On Thursday, subway workers in Sao Paulo, Brazil’s largest city, decided to strike after they rejected an 8.7% pay raise. The strike led to two straight days of chaos and massive protests in front of metro stations. On Friday, the police used tear gas to break up one protest and the streets were packed with cars. A judge will review the case on Monday, only three days before kickoff.
Reuters reported the much-needed airport upgrades will be finished just in time, but many of the promised public transportation modes never started or will not be finished until after the World Cup. A $16 million bullet train between Rio de Janeiro and Sao Paulo did not leap off the drawing board. President Dilma Rousseff opened the rapid bus system between Rio’s airport to Barra da Tijuca, but only 22 of the 47 stations will work for the tournament. The system was designed specifically for the World Cup, not even half of it will work until afterwards.
“We never had problems walking,” said former President Luiz Lula da Silva and told people to go “on foot, barefoot, by bike, by donkey.”
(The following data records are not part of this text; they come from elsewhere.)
use chrono::{DateTime, Utc};
use log::{debug, info};
use serde::{Deserialize, Serialize};
use std::collections::{BTreeMap, BTreeSet};
use std::fmt;
use std::sync::Arc;
use tokio::sync::RwLock;

use super::host::Host;
use crate::{DeviceId, PortNo, SwitchId};

#[derive(Debug, Clone, PartialEq, Eq)]
pub struct Switch {
    pub id: SwitchId,
    pub ports: BTreeSet<PortNo>,
}

/// Directed switch-to-switch edge, cost is always one hop.
#[derive(Debug, Clone, Copy, PartialEq, Eq, Hash, Serialize, Deserialize)]
pub struct Link {
    pub src: SwitchId,
    pub src_port: PortNo,
    pub dst: SwitchId,
    pub dst_port: PortNo,
}

impl Link {
    pub fn new(src: SwitchId, src_port: PortNo, dst: SwitchId, dst_port: PortNo) -> Self {
        Self { src, src_port, dst, dst_port }
    }

    pub fn touches(&self, switch: SwitchId) -> bool {
        self.src == switch || self.dst == switch
    }

    /// A port terminates at most one link, so a link sharing either endpoint is superseded.
    pub fn shares_endpoint(&self, other: &Link) -> bool {
        (self.src == other.src && self.src_port == other.src_port)
            || (self.dst == other.dst && self.dst_port == other.dst_port)
    }
}

impl fmt::Display for Link {
    fn fmt(&self, f: &mut fmt::Formatter<'_>) -> fmt::Result {
        write!(f, "s{}:{} -> s{}:{}", self.src, self.src_port, self.dst, self.dst_port)
    }
}

/// Switches, links and hosts as currently known. Cloned to produce snapshots.
#[derive(Debug, Clone)]
pub struct Topology {
    switches: BTreeMap<SwitchId, Switch>,
    links: Vec<Link>,
    hosts: BTreeMap<DeviceId, Host>,
    pub generation: u64,
    pub updated_at: DateTime<Utc>,
}

impl Default for Topology {
    fn default() -> Self {
        Self::new()
    }
}

impl Topology {
    pub fn new() -> Self {
        Self {
            switches: BTreeMap::new(),
            links: Vec::new(),
            hosts: BTreeMap::new(),
            generation: 0,
            updated_at: Utc::now(),
        }
    }

    pub fn list_switches(&self) -> impl Iterator<Item = &Switch> {
        self.switches.values()
    }

    pub fn switch_ids(&self) -> Vec<SwitchId> {
        self.switches.keys().copied().collect()
    }

    pub fn switch(&self, id: SwitchId) -> Option<&Switch> {
        self.switches.get(&id)
    }

    pub fn contains_switch(&self, id: SwitchId) -> bool {
        self.switches.contains_key(&id)
    }

    /// Links in discovery order.
    pub fn list_links(&self) -> &[Link] {
        &self.links
    }

    pub fn list_hosts(&self) -> impl Iterator<Item = &Host> {
        self.hosts.values()
    }

    pub fn host(&self, device: &str) -> Option<&Host> {
        self.hosts.get(device)
    }

    fn touch(&mut self) {
        self.generation += 1;
        self.updated_at = Utc::now();
    }

    pub fn add_switch(&mut self, id: SwitchId, ports: BTreeSet<PortNo>) -> bool {
        if let Some(existing) = self.switches.get_mut(&id) {
            debug!("Switch s{} already known", id);
            if existing.ports == ports {
                return false;
            }
            existing.ports = ports;
            self.touch();
            return true;
        }

        info!("Switch s{} added with {} ports", id, ports.len());
        self.switches.insert(id, Switch { id, ports });
        self.touch();
        true
    }

    /// Removes the switch together with every link touching it.
    pub fn remove_switch(&mut self, id: SwitchId) -> bool {
        if self.switches.remove(&id).is_none() {
            debug!("Switch s{} not known, nothing to remove", id);
            return false;
        }

        let before = self.links.len();
        self.links.retain(|link| !link.touches(id));
        info!("Switch s{} removed ({} links dropped)", id, before - self.links.len());
        self.touch();
        true
    }

    pub fn set_port(&mut self, id: SwitchId, port: PortNo, enabled: bool) -> bool {
        let Some(switch) = self.switches.get_mut(&id) else {
            debug!("Port change on unknown switch s{}", id);
            return false;
        };

        let changed = if enabled {
            switch.ports.insert(port)
        } else {
            switch.ports.remove(&port)
        };
        if changed {
            debug!("Switch s{} port {} {}", id, port, if enabled { "enabled" } else { "disabled" });
            self.touch();
        }
        changed
    }

    pub fn add_link(&mut self, link: Link) -> bool {
        if self.links.contains(&link) {
            debug!("Link {} already known", link);
            return false;
        }

        info!("Link {} added", link);
        self.links.push(link);
        self.touch();
        true
    }

    pub fn remove_link(&mut self, link: &Link) -> bool {
        let before = self.links.len();
        self.links.retain(|l| l != link);
        if self.links.len() == before {
            debug!("Link {} not known, nothing to remove", link);
            return false;
        }

        info!("Link {} removed", link);
        self.touch();
        true
    }

    /// Drops every other link sharing an endpoint with `link`; `link` itself
    /// keeps its place. Returns how many were removed.
    pub fn remove_stale_links(&mut self, link: &Link) -> usize {
        let before = self.links.len();
        self.links.retain(|l| l == link || !l.shares_endpoint(link));
        let removed = before - self.links.len();
        if removed > 0 {
            info!("Removed {} stale link(s) matching {}", removed, link);
            self.touch();
        }
        removed
    }

    /// Inserts or replaces a host, returning the previous record.
    pub fn upsert_host(&mut self, host: Host) -> Option<Host> {
        let previous = self.hosts.insert(host.device.clone(), host.clone());
        match &previous {
            Some(old) if old.same_location(&host) => {
                debug!("Host {} unchanged", host);
            }
            Some(old) => {
                info!("Host {} updated (was {})", host, old);
                self.touch();
            }
            None => {
                info!("Host {} added", host);
                self.touch();
            }
        }
        previous
    }

    pub fn remove_host(&mut self, device: &str) -> Option<Host> {
        let removed = self.hosts.remove(device);
        match &removed {
            Some(host) => {
                info!("Host {} removed", host);
                self.touch();
            }
            None => debug!("Host {} not known, nothing to remove", device),
        }
        removed
    }

    /// Replaces switches and links wholesale, keeping hosts.
    pub fn replace_graph(&mut self, switches: BTreeMap<SwitchId, BTreeSet<PortNo>>, links: Vec<Link>) {
        self.switches = switches
            .into_iter()
            .map(|(id, ports)| (id, Switch { id, ports }))
            .collect();
        self.links.clear();
        for link in links {
            if !self.links.contains(&link) {
                self.links.push(link);
            }
        }
        info!(
            "Topology resynced: {} switches, {} links",
            self.switches.len(),
            self.links.len()
        );
        self.touch();
    }
}

/// Shared handle to the authoritative topology. Each mutator holds the write
/// lock for its whole update, so snapshots never see a partial change.
#[derive(Debug, Clone, Default)]
pub struct TopologyStore {
    inner: Arc<RwLock<Topology>>,
}

impl TopologyStore {
    pub fn new() -> Self {
        Self::default()
    }

    pub async fn snapshot(&self) -> Topology {
        self.inner.read().await.clone()
    }

    /// Runs `f` against the topology under the write lock.
    pub async fn update<R>(&self, f: impl FnOnce(&mut Topology) -> R) -> R {
        let mut guard = self.inner.write().await;
        f(&mut *guard)
    }

    pub async fn add_switch(&self, id: SwitchId, ports: BTreeSet<PortNo>) -> bool {
        self.update(|t| t.add_switch(id, ports)).await
    }

    pub async fn remove_switch(&self, id: SwitchId) -> bool {
        self.update(|t| t.remove_switch(id)).await
    }

    pub async fn add_link(&self, link: Link) -> bool {
        self.update(|t| t.add_link(link)).await
    }

    pub async fn remove_link(&self, link: &Link) -> bool {
        self.update(|t| t.remove_link(link)).await
    }

    pub async fn upsert_host(&self, host: Host) -> Option<Host> {
        self.update(|t| t.upsert_host(host)).await
    }

    pub async fn remove_host(&self, device: &str) -> Option<Host> {
        self.update(|t| t.remove_host(device)).await
    }
}

#[cfg(test)]
mod tests {
    use super::*;
    use crate::network::AttachmentPoint;
    use std::net::Ipv4Addr;

    fn ports(list: &[PortNo]) -> BTreeSet<PortNo> {
        list.iter().copied().collect()
    }

    #[test]
    fn test_duplicate_add_is_idempotent() {
        let mut topo = Topology::new();
        assert!(topo.add_switch(1, ports(&[1, 2])));
        assert!(!topo.add_switch(1, ports(&[1, 2])));

        let link = Link::new(1, 1, 2, 1);
        assert!(topo.add_link(link));
        assert!(!topo.add_link(link));
        assert_eq!(topo.list_links().len(), 1);
    }

    #[test]
    fn test_remove_absent_is_noop() {
        let mut topo = Topology::new();
        let generation = topo.generation;
        assert!(!topo.remove_switch(9));
        assert!(!topo.remove_link(&Link::new(1, 1, 2, 2)));
        assert!(topo.remove_host("nope").is_none());
        assert_eq!(topo.generation, generation);
    }

    #[test]
    fn test_remove_switch_prunes_links() {
        let mut topo = Topology::new();
        for id in 1..=3 {
            topo.add_switch(id, ports(&[1, 2]));
        }
        topo.add_link(Link::new(1, 2, 2, 1));
        topo.add_link(Link::new(2, 1, 1, 2));
        topo.add_link(Link::new(2, 2, 3, 1));

        assert!(topo.remove_switch(1));
        assert_eq!(topo.list_links(), &[Link::new(2, 2, 3, 1)]);
    }

    #[test]
    fn test_remove_stale_links_by_endpoint() {
        let mut topo = Topology::new();
        topo.add_link(Link::new(1, 2, 2, 1));
        topo.add_link(Link::new(2, 1, 1, 2));
        topo.add_link(Link::new(2, 2, 3, 1));

        // s1:2 now points at s4, the old s1:2 -> s2:1 link is stale
        let removed = topo.remove_stale_links(&Link::new(1, 2, 4, 1));
        assert_eq!(removed, 1);
        assert_eq!(topo.list_links().len(), 2);
    }

    #[test]
    fn test_known_link_is_not_stale_to_itself() {
        let mut topo = Topology::new();
        topo.add_link(Link::new(1, 1, 2, 1));
        topo.add_link(Link::new(1, 2, 3, 1));
        let generation = topo.generation;

        assert_eq!(topo.remove_stale_links(&Link::new(1, 1, 2, 1)), 0);
        assert!(!topo.add_link(Link::new(1, 1, 2, 1)));
        assert_eq!(topo.list_links(), &[Link::new(1, 1, 2, 1), Link::new(1, 2, 3, 1)]);
        assert_eq!(topo.generation, generation);
    }

    #[test]
    fn test_upsert_host_returns_previous() {
        let mut topo = Topology::new();
        let ap = AttachmentPoint { switch: 3, port: 1 };
        let host = Host::new("h1", Ipv4Addr::new(10, 0, 0, 1), Some(ap));

        assert!(topo.upsert_host(host.clone()).is_none());
        let generation = topo.generation;

        let previous = topo.upsert_host(host.clone()).unwrap();
        assert!(previous.same_location(&host));
        assert_eq!(topo.generation, generation);

        let moved = Host::new("h1", host.ipv4, Some(AttachmentPoint { switch: 1, port: 1 }));
        topo.upsert_host(moved);
        assert_eq!(topo.host("h1").unwrap().attachment.unwrap().switch, 1);
        assert!(topo.generation > generation);
    }

    #[test]
    fn test_set_port() {
        let mut topo = Topology::new();
        topo.add_switch(1, ports(&[1]));
        assert!(topo.set_port(1, 2, true));
        assert!(!topo.set_port(1, 2, true));
        assert!(topo.set_port(1, 1, false));
        assert_eq!(topo.switch(1).unwrap().ports, ports(&[2]));
        assert!(!topo.set_port(7, 1, true));
    }

    #[tokio::test]
    async fn test_snapshot_is_isolated_from_later_writes() {
        let store = TopologyStore::new();
        store.add_switch(1, ports(&[1])).await;

        let snapshot = store.snapshot().await;
        store.add_switch(2, ports(&[1])).await;
        store.add_link(Link::new(1, 1, 2, 1)).await;

        assert_eq!(snapshot.switch_ids(), vec![1]);
        assert!(snapshot.list_links().is_empty());
        assert_eq!(store.snapshot().await.switch_ids(), vec![1, 2]);
    }
}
Brazil will have brilliant and outstanding soccer stadiums, but what are they worth after the tournament? One out of ten stadiums in South Africa is still profitable for the nation. The other nine “are in the red, unable to attract regular top sporting clashes or international rock stars.” The residents in the cities have to pick up the tab, which could cause more problems for Brazil. The country decided to have 12 hosting cities instead of eight and that meant Brazil had to pick from second-level cities that can barely support a tournament. These cities received new stadiums, but the residents want the money spent on hospitals and public services.
“People are disgusted,” says party supply store owner Mariana Faria. “Nobody wants to spend money on something now associated with waste and corruption.”
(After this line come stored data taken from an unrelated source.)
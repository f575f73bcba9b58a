use std::collections::BTreeMap;
use std::net::Ipv4Addr;

use crate::{DeviceId, PortNo, SwitchId};

#[derive(Debug, Clone, Copy, PartialEq, Eq)]
pub enum NextHop {
    Output(PortNo),
    Unreachable,
}

/// Routing decision of one switch for one destination host.
#[derive(Debug, Clone, Copy, PartialEq, Eq)]
pub struct RouteEntry {
    /// Hop count to the attachment switch, `None` when unreachable.
    pub distance: Option<u32>,
    pub next_hop: NextHop,
}

impl RouteEntry {
    pub const UNREACHABLE: RouteEntry = RouteEntry {
        distance: None,
        next_hop: NextHop::Unreachable,
    };

    pub fn output(distance: u32, port: PortNo) -> Self {
        Self {
            distance: Some(distance),
            next_hop: NextHop::Output(port),
        }
    }

    pub fn port(&self) -> Option<PortNo> {
        match self.next_hop {
            NextHop::Output(port) => Some(port),
            NextHop::Unreachable => None,
        }
    }

    pub fn is_terminal(&self) -> bool {
        self.distance == Some(0)
    }
}

/// Route mapping for one destination host over every switch of a snapshot.
#[derive(Debug, Clone, PartialEq, Eq)]
pub struct HostRoutes {
    pub device: DeviceId,
    pub ipv4: Ipv4Addr,
    pub entries: BTreeMap<SwitchId, RouteEntry>,
}

impl HostRoutes {
    pub fn entry(&self, switch: SwitchId) -> RouteEntry {
        self.entries
            .get(&switch)
            .copied()
            .unwrap_or(RouteEntry::UNREACHABLE)
    }

    pub fn reachable(&self) -> impl Iterator<Item = (SwitchId, PortNo)> + '_ {
        self.entries
            .iter()
            .filter_map(|(switch, entry)| entry.port().map(|port| (*switch, port)))
    }

    pub fn unreachable(&self) -> impl Iterator<Item = SwitchId> + '_ {
        self.entries
            .iter()
            .filter(|(_, entry)| entry.next_hop == NextHop::Unreachable)
            .map(|(switch, _)| *switch)
    }
}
Her store is down in profits by 40% compared to the South Africa World Cup, which is a great indicator of how Brazilians feel. From Reuters:
Sportscasts on team strategy, prevalent before previous World Cups, are splitting air time with news reports featuring soldiers and police deployed in 12 host cities to ensure that labor strikes, demonstrations and crime don’t disrupt the tournament.
At its most telling, the lack of enthusiasm is evident on sidewalks, squares and corner cafes. Absent the riot of yellow and green that normally erupts every four years, many public areas remain remarkably staid even as Brazil prepares to host an event that it always celebrated from afar.
Anarchist group Black Bloc has promised on more than one occasion to disrupt at least one World Cup game. Unfortunately, the citizens tend to trust the group more than the police because of corruption. Brazil has the seventh highest homicide rate in the world and the majority of crimes are not solved.
That is not even the worst of it. Brazil had to take time to remind visitors that child prostitution is illegal, but activists said the government has never done enough to protect the children and this caused child prostitution to become an epidemic in the country. From The London Times:
A study by a parliamentary commission of inquiry in Sao Paulo reported this week that there had been an increase in child prostitution and sex abuse around the Corinthians stadium, where the World Cup opening ceremony will be held on June 12. Other investigations suggest that child prostitutes are being placed by pimps around other World Cup stadiums, including the Maracana in Rio.
The first game is Brazil vs. Croatia at 3PM CT on ESPN on Thursday.